Trump Renews Call To Repeal Platforms' Protections

President Trump on Tuesday reiterated his call to abolish web publishers' legal protections, after Facebook and Twitter took action over his misleading post comparing COVID-19 to the flu.

In a tweet posted shortly after noon on Tuesday, Trump wrote “Repeal Section 230!!!” in all capital letters, referring to the law that protects websites from lawsuits over their content moderation policies.

That tweet came shortly after Facebook removed his earlier post that incorrectly described COVID-19 as “far less lethal” than the flu.

“Many people every year, sometimes over 100,000, and despite the Vaccine, die from the Flu,” Trump wrote in the original post. “Are we going to close down our Country? No, we have learned to live with it, just like we are learning to live with Covid, in most populations far less lethal!!!”



A Facebook spokesperson said: “We remove incorrect information about the severity of COVID-19, and have now removed this post.”

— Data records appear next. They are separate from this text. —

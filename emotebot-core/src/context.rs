// File: src/context.rs

use std::sync::Arc;

use emotebot_common::traits::{ChatTransport, StreamStatusApi};
use tokio::time::Instant;

use crate::config::BotConfig;
use crate::services::EmotePoster;
use crate::status::{ChannelStatusStore, ServerStatusStore};

/// Everything the handlers and background loops share, built once at startup.
pub struct BotContext {
    pub config: Arc<BotConfig>,
    pub transport: Arc<dyn ChatTransport>,
    pub status_api: Arc<dyn StreamStatusApi>,
    pub channels: Arc<ChannelStatusStore>,
    pub server: Arc<ServerStatusStore>,
    pub poster: Arc<EmotePoster>,
}

impl BotContext {
    pub fn new(
        config: BotConfig,
        transport: Arc<dyn ChatTransport>,
        status_api: Arc<dyn StreamStatusApi>,
    ) -> Self {
        let channels = Arc::new(ChannelStatusStore::new(
            &config.connection.channels,
            Instant::now(),
        ));
        let poster = Arc::new(EmotePoster::new(
            transport.clone(),
            channels.clone(),
            config.bot.emote.clone(),
        ));

        Self {
            config: Arc::new(config),
            transport,
            status_api,
            channels,
            server: Arc::new(ServerStatusStore::new()),
            poster,
        }
    }
}
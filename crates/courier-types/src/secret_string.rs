//! Secure string type for handling sensitive data.
//!
//! Wraps key material and API credentials so they cannot leak through
//! `Debug` or `Display` formatting. Access goes through `with_exposed`,
//! which keeps the exposure site explicit and greppable.

use serde::Deserialize;
use std::fmt;

/// A string whose contents are hidden from all formatting output.
#[derive(Clone, Deserialize)]
#[serde(from = "String")]
pub struct SecretString(String);

impl SecretString {
	/// Runs `f` with the secret exposed and returns its result.
	pub fn with_exposed<R>(&self, f: impl FnOnce(&str) -> R) -> R {
		f(&self.0)
	}
}

impl From<String> for SecretString {
	fn from(value: String) -> Self {
		Self(value)
	}
}

impl From<&str> for SecretString {
	fn from(value: &str) -> Self {
		Self(value.to_string())
	}
}

impl fmt::Debug for SecretString {
	fn fmt(&self, f: &mut fmt::Formatter<'_>) -> fmt::Result {
		f.write_str("SecretString([REDACTED])")
	}
}
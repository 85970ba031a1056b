//! Exact conversion between human-denominated SUI amounts and MIST.
//!
//! Amounts arrive from the intent pipeline as decimal strings ("0.1") and
//! must be converted to the chain's atomic unit without floating-point
//! drift. Conversion uses `rust_decimal` and truncates toward zero, so a
//! sub-atomic remainder is dropped rather than rounded up; under-conversion
//! can never send more than the user asked for.

use rust_decimal::{prelude::ToPrimitive, Decimal};
use std::str::FromStr;
use thiserror::Error;

/// Number of MIST in one SUI.
pub const MIST_PER_SUI: u64 = 1_000_000_000;

/// Errors that can occur during amount conversion.
#[derive(Debug, Error)]
pub enum AmountError {
	/// The amount string is not a valid non-negative decimal number.
	#[error("Invalid amount '{amount}': {reason}")]
	InvalidAmount { amount: String, reason: String },
}

impl AmountError {
	fn invalid(amount: &str, reason: impl Into<String>) -> Self {
		AmountError::InvalidAmount {
			amount: amount.to_string(),
			reason: reason.into(),
		}
	}
}

/// Converts a human-readable SUI amount string into MIST.
///
/// The value is scaled by [`MIST_PER_SUI`] with exact decimal arithmetic
/// and truncated to an integer. Truncation is deliberate: fractional MIST
/// below the scale are dropped, never rounded up.
///
/// # Errors
///
/// Returns [`AmountError::InvalidAmount`] if the string does not parse as
/// a decimal number, is negative, or the scaled value does not fit in u64.
pub fn to_atomic_units(amount: &str) -> Result<u64, AmountError> {
	let value = Decimal::from_str(amount.trim())
		.map_err(|e| AmountError::invalid(amount, format!("not a decimal number: {}", e)))?;

	if value.is_sign_negative() {
		return Err(AmountError::invalid(amount, "amount must not be negative"));
	}

	let scaled = value
		.checked_mul(Decimal::from(MIST_PER_SUI))
		.ok_or_else(|| AmountError::invalid(amount, "amount overflows the MIST scale"))?;

	scaled
		.trunc()
		.to_u64()
		.ok_or_else(|| AmountError::invalid(amount, "amount does not fit in u64 MIST"))
}

#[cfg(test)]
mod tests {
	use super::*;

	#[test]
	fn test_whole_sui_scales_exactly() {
		assert_eq!(to_atomic_units("1").unwrap(), 1_000_000_000);
		assert_eq!(to_atomic_units("2").unwrap(), 2_000_000_000);
	}

	#[test]
	fn test_fractional_sui_scales_without_drift() {
		// 0.1 * 10^9 has an exact decimal representation; a float path
		// would produce 100000000.00000001-style drift.
		assert_eq!(to_atomic_units("0.1").unwrap(), 100_000_000);
		assert_eq!(to_atomic_units("0.000000001").unwrap(), 1);
	}

	#[test]
	fn test_sub_atomic_remainder_truncates_down() {
		assert_eq!(to_atomic_units("0.0000000019").unwrap(), 1);
		assert_eq!(to_atomic_units("0.0000000001").unwrap(), 0);
	}

	#[test]
	fn test_zero_is_structurally_valid() {
		assert_eq!(to_atomic_units("0").unwrap(), 0);
		assert_eq!(to_atomic_units("0.0").unwrap(), 0);
	}

	#[test]
	fn test_negative_amount_rejected() {
		assert!(to_atomic_units("-0.1").is_err());
		assert!(to_atomic_units("-1").is_err());
	}

	#[test]
	fn test_non_numeric_amount_rejected() {
		assert!(to_atomic_units("abc").is_err());
		assert!(to_atomic_units("").is_err());
		assert!(to_atomic_units("0.1 SUI").is_err());
	}

	#[test]
	fn test_conversion_is_pure() {
		let first = to_atomic_units("12.345").unwrap();
		let second = to_atomic_units("12.345").unwrap();
		assert_eq!(first, second);
		assert_eq!(first, 12_345_000_000);
	}

	#[test]
	fn test_surrounding_whitespace_tolerated() {
		assert_eq!(to_atomic_units(" 0.5 ").unwrap(), 500_000_000);
	}
}
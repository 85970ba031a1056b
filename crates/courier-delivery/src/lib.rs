//! Transaction delivery module for the sui-courier pipeline.
//!
//! This module handles the submission of built transaction plans to the
//! chain: sign-and-submit in one step, exactly one attempt per intent.
//! A failed submission is terminal for that invocation; there is no retry
//! and no idempotency key, so callers must not blindly resubmit.

use async_trait::async_trait;
use courier_account::AccountService;
use courier_types::{
	truncate_id, ConfigSchema, ExecutionReceipt, ImplementationRegistry, TransactionPlan,
};
use std::sync::Arc;
use thiserror::Error;
use tracing::info;

/// Re-export implementations
pub mod implementations {
	pub mod sui_rpc;
}

/// Errors that can occur during transaction delivery operations.
#[derive(Debug, Error)]
pub enum DeliveryError {
	/// Network communication with the node failed.
	#[error("Network error: {0}")]
	Network(String),
	/// The chain rejected or failed the transaction.
	#[error("Execution failed: {0}")]
	Execution(String),
	/// The signer does not hold enough gas coins to fund the transfer.
	#[error("Insufficient balance: {0}")]
	InsufficientBalance(String),
	/// The transaction plan does not have the expected shape.
	#[error("Invalid transaction plan: {0}")]
	InvalidPlan(String),
	/// Signing through the account service failed.
	#[error("Signing failed: {0}")]
	Signing(String),
	/// The delivery configuration is invalid.
	#[error("Invalid delivery configuration: {0}")]
	InvalidConfig(String),
}

/// Trait defining the interface for transaction delivery implementations.
#[cfg_attr(feature = "testing", mockall::automock)]
#[async_trait]
pub trait DeliveryInterface: Send + Sync {
	/// Returns the configuration schema for this delivery implementation.
	fn config_schema(&self) -> Box<dyn ConfigSchema>;

	/// Signs and submits a transaction plan in one step.
	///
	/// Returns the chain's execution receipt, or an error that propagates
	/// unchanged to the caller. Implementations make exactly one
	/// submission attempt.
	async fn sign_and_execute(
		&self,
		plan: &TransactionPlan,
	) -> Result<ExecutionReceipt, DeliveryError>;
}

/// Factory function type for delivery implementations.
///
/// Delivery owns no keys; it borrows signing capability from the shared
/// account service.
pub type DeliveryFactory =
	fn(&toml::Value, Arc<AccountService>) -> Result<Box<dyn DeliveryInterface>, DeliveryError>;

/// Registry trait for delivery implementations.
pub trait DeliveryRegistry: ImplementationRegistry<Factory = DeliveryFactory> {}

/// Get all registered delivery implementations.
pub fn get_all_implementations() -> Vec<(&'static str, DeliveryFactory)> {
	use implementations::sui_rpc;

	vec![(sui_rpc::Registry::NAME, sui_rpc::Registry::factory())]
}

/// Service that coordinates transaction execution.
///
/// Thin wrapper over the configured delivery implementation; the single
/// place the pipeline goes through to reach the chain.
pub struct DeliveryService {
	implementation: Box<dyn DeliveryInterface>,
}

impl DeliveryService {
	/// Creates a new DeliveryService with the specified implementation.
	pub fn new(implementation: Box<dyn DeliveryInterface>) -> Self {
		Self { implementation }
	}

	/// Submits the plan to the chain: one attempt, errors unchanged.
	pub async fn sign_and_execute(
		&self,
		plan: &TransactionPlan,
	) -> Result<ExecutionReceipt, DeliveryError> {
		let receipt = self.implementation.sign_and_execute(plan).await?;
		info!(digest = %truncate_id(&receipt.digest), "Transaction executed");
		Ok(receipt)
	}
}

Facebook's written policy on combating incorrect pandemic information calls for removal of “COVID-19 related misinformation that could contribute to imminent physical harm,” including posts “that make false claims about cures, treatments, the availability of essential services or the location and severity of the outbreak.”

Twitter allowed the post to remain, but placed it behind the following disclaimer: “This Tweet violated the Twitter Rules about spreading misleading and potentially harmful information related to COVID-19. However, Twitter has determined that it may be in the public’s interest for the Tweet to remain accessible.”

Section 230 of the Communications Decency Act shields web publishers from liability for content posted by users. The law also provides that publishers are immune from suit over content moderation decisions, including removing users' posts.

Earlier this year, Trump directed the Commerce Department's National Telecommunications and Information Administration to petition the Federal Communications Commission for new rules that could link those protections to web companies' content curation policies.

The FCC is currently considering that petition, but many legal experts say the agency lacks the authority to issue rules regarding Section 230.